A few years ago we had smaller cuts of Whisper running at something like 0.5x realtime on CPU, people struggled along anyway. Now we have Nvidia's speech model family comfortably exceeding 2x real time on older processors with far improved word error rate. Which would you prefer to deploy to an edge device? Which improves the total number of addressable users? Turns out we never needed GPUs for this problem in in the first place, the model architecture mattered all along, as did the question, "does it run on CPU?".

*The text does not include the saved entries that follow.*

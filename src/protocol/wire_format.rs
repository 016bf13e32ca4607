//! Wire format encoding and decoding.
//!
//! Implements the 16-byte header format:
//! ```text
//! ┌──────┬──────┬────────────┬─────────────┬────────────┬───────────┬──────┐
//! │ 0x09 │ Flag │ Request ID │ Response ID │ Body Len   │ Name Len  │ 0x12 │
//! │ 1 B  │ 1 B  │ uint32     │ uint32      │ uint32     │ 1 B       │ 1 B  │
//! └──────┴──────┴────────────┴─────────────┴────────────┴───────────┴──────┘
//! ```
//!
//! Multi-byte integers use the connection-wide [`ByteOrder`]; both peers must
//! be configured identically. The leading and trailing sentinel bytes carry no
//! integrity guarantee — they exist so the decoder can resynchronize on a
//! corrupted stream.

use crate::error::{Result, RpcError};

/// First byte of every header.
pub const HEADER_BYTE: u8 = 0x09;

/// Last byte of every header.
pub const TAIL_BYTE: u8 = 0x12;

/// Header size in bytes (fixed, exactly 16).
pub const HEADER_SIZE: usize = 16;

/// Default maximum frame body size (method name + content, 1 GB).
pub const DEFAULT_MAX_BODY_SIZE: u32 = 1_073_741_824;

/// Byte order for the multi-byte header fields.
///
/// Chosen per connection; never negotiated on the wire.
#[derive(Debug, Clone, Copy, PartialEq, Eq, Default)]
pub enum ByteOrder {
    #[default]
    Big,
    Little,
}

impl ByteOrder {
    #[inline]
    pub fn put_u32(&self, buf: &mut [u8], value: u32) {
        let bytes = match self {
            ByteOrder::Big => value.to_be_bytes(),
            ByteOrder::Little => value.to_le_bytes(),
        };
        buf[..4].copy_from_slice(&bytes);
    }

    #[inline]
    pub fn get_u32(&self, buf: &[u8]) -> u32 {
        let bytes = [buf[0], buf[1], buf[2], buf[3]];
        match self {
            ByteOrder::Big => u32::from_be_bytes(bytes),
            ByteOrder::Little => u32::from_le_bytes(bytes),
        }
    }
}

/// Flag constants for the protocol.
pub mod flags {
    /// Bits 0-1: transform type.
    pub const TRANSFORM_MASK: u8 = 0b0000_0011;
    /// Transform type: ordinary request/response traffic.
    pub const TRANSFORM_NORMAL: u8 = 0;
    /// Transform type: keepalive probe.
    pub const TRANSFORM_KEEPALIVE: u8 = 1;

    /// Bit 2: the body is an error message.
    pub const IS_ERROR: u8 = 0b0000_0100;
    /// Bit 3: the sender expects a response frame.
    pub const NEEDS_RESPONSE: u8 = 0b0000_1000;

    /// Check if a specific flag is set.
    #[inline]
    pub fn has_flag(flag: u8, bit: u8) -> bool {
        flag & bit != 0
    }
}

/// Decoded header fields.
///
/// `content_length` and `method_name_len` describe how many body bytes follow
/// the header on the wire; the encoder derives them from the actual slices.
#[derive(Debug, Clone, Copy, PartialEq, Eq)]
pub struct Header {
    pub flag: u8,
    pub request_frame_id: u32,
    pub response_frame_id: u32,
    pub content_length: u32,
    pub method_name_len: u8,
}

impl Header {
    /// Encode the header to its 16-byte wire form.
    pub fn encode(&self, order: ByteOrder) -> [u8; HEADER_SIZE] {
        let mut buf = [0u8; HEADER_SIZE];
        buf[0] = HEADER_BYTE;
        buf[1] = self.flag;
        order.put_u32(&mut buf[2..6], self.request_frame_id);
        order.put_u32(&mut buf[6..10], self.response_frame_id);
        order.put_u32(&mut buf[10..14], self.content_length);
        buf[14] = self.method_name_len;
        buf[15] = TAIL_BYTE;
        buf
    }

    /// Decode a header from a 16-byte buffer.
    ///
    /// The caller has already located the sentinel bytes; this only extracts
    /// the field values.
    pub fn decode(buf: &[u8], order: ByteOrder) -> Self {
        debug_assert!(buf.len() >= HEADER_SIZE);
        Self {
            flag: buf[1],
            request_frame_id: order.get_u32(&buf[2..6]),
            response_frame_id: order.get_u32(&buf[6..10]),
            content_length: order.get_u32(&buf[10..14]),
            method_name_len: buf[14],
        }
    }

    /// Total number of body bytes that follow this header on the wire.
    #[inline]
    pub fn body_len(&self) -> usize {
        self.method_name_len as usize + self.content_length as usize
    }

    /// Reject bodies above the configured limit.
    pub fn validate(&self, max_body_size: u32) -> Result<()> {
        if self.content_length > max_body_size {
            return Err(RpcError::Protocol(format!(
                "content length {} exceeds maximum {}",
                self.content_length, max_body_size
            )));
        }
        Ok(())
    }
}

#[cfg(test)]
mod tests {
    use super::*;

    fn sample() -> Header {
        Header {
            flag: flags::NEEDS_RESPONSE,
            request_frame_id: 0x04050607,
            response_frame_id: 0,
            content_length: 0x08090A0B,
            method_name_len: 12,
        }
    }

    #[test]
    fn test_encode_decode_roundtrip_big_endian() {
        let original = sample();
        let encoded = original.encode(ByteOrder::Big);
        let decoded = Header::decode(&encoded, ByteOrder::Big);
        assert_eq!(original, decoded);
    }

    #[test]
    fn test_encode_decode_roundtrip_little_endian() {
        let original = sample();
        let encoded = original.encode(ByteOrder::Little);
        let decoded = Header::decode(&encoded, ByteOrder::Little);
        assert_eq!(original, decoded);
    }

    #[test]
    fn test_sentinel_bytes_present() {
        let encoded = sample().encode(ByteOrder::Big);
        assert_eq!(encoded[0], HEADER_BYTE);
        assert_eq!(encoded[HEADER_SIZE - 1], TAIL_BYTE);
    }

    #[test]
    fn test_big_endian_field_layout() {
        let encoded = sample().encode(ByteOrder::Big);

        assert_eq!(encoded[1], flags::NEEDS_RESPONSE);
        // request id 0x04050607
        assert_eq!(&encoded[2..6], &[0x04, 0x05, 0x06, 0x07]);
        // response id 0
        assert_eq!(&encoded[6..10], &[0, 0, 0, 0]);
        // content length 0x08090A0B
        assert_eq!(&encoded[10..14], &[0x08, 0x09, 0x0A, 0x0B]);
        assert_eq!(encoded[14], 12);
    }

    #[test]
    fn test_byte_orders_disagree() {
        let encoded = sample().encode(ByteOrder::Big);
        let decoded = Header::decode(&encoded, ByteOrder::Little);
        assert_ne!(decoded.request_frame_id, sample().request_frame_id);
    }

    #[test]
    fn test_header_size_is_exactly_16() {
        assert_eq!(HEADER_SIZE, 16);
        assert_eq!(sample().encode(ByteOrder::Big).len(), 16);
    }

    #[test]
    fn test_body_len_sums_name_and_content() {
        let header = Header {
            flag: 0,
            request_frame_id: 1,
            response_frame_id: 0,
            content_length: 100,
            method_name_len: 11,
        };
        assert_eq!(header.body_len(), 111);
    }

    #[test]
    fn test_validate_oversized_body() {
        let mut header = sample();
        header.content_length = 1_000;
        let result = header.validate(100);
        assert!(result.is_err());
        assert!(result.unwrap_err().to_string().contains("exceeds maximum"));
    }
}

It's not even clear cut when discussing raw achievable performance. With a CPU-friendly speech model living in a Lambda, no GPU configuration will come close to the achievable peak throughput for the same level of investment. Got a year-long audio recording to process once a year? Slice it up and Lambda will happily chew through it at 500 or 1000x real time

woadwarrior01 11 hours ago

GPUs are a near monopoly. There are at least handful of big players in the CPU space. Competition alone makes the latter space a lot cheaper.

Also, for inference (and not training) there are other ways to efficiently do matmuls besides the GPU. You might want to look up Apple's undocumented AMX CPU ISA, and also this thing that vendors call the "Neural Engine" in their marketing (capabilities and the term's specific meaning varies broadly from vendor to vendor).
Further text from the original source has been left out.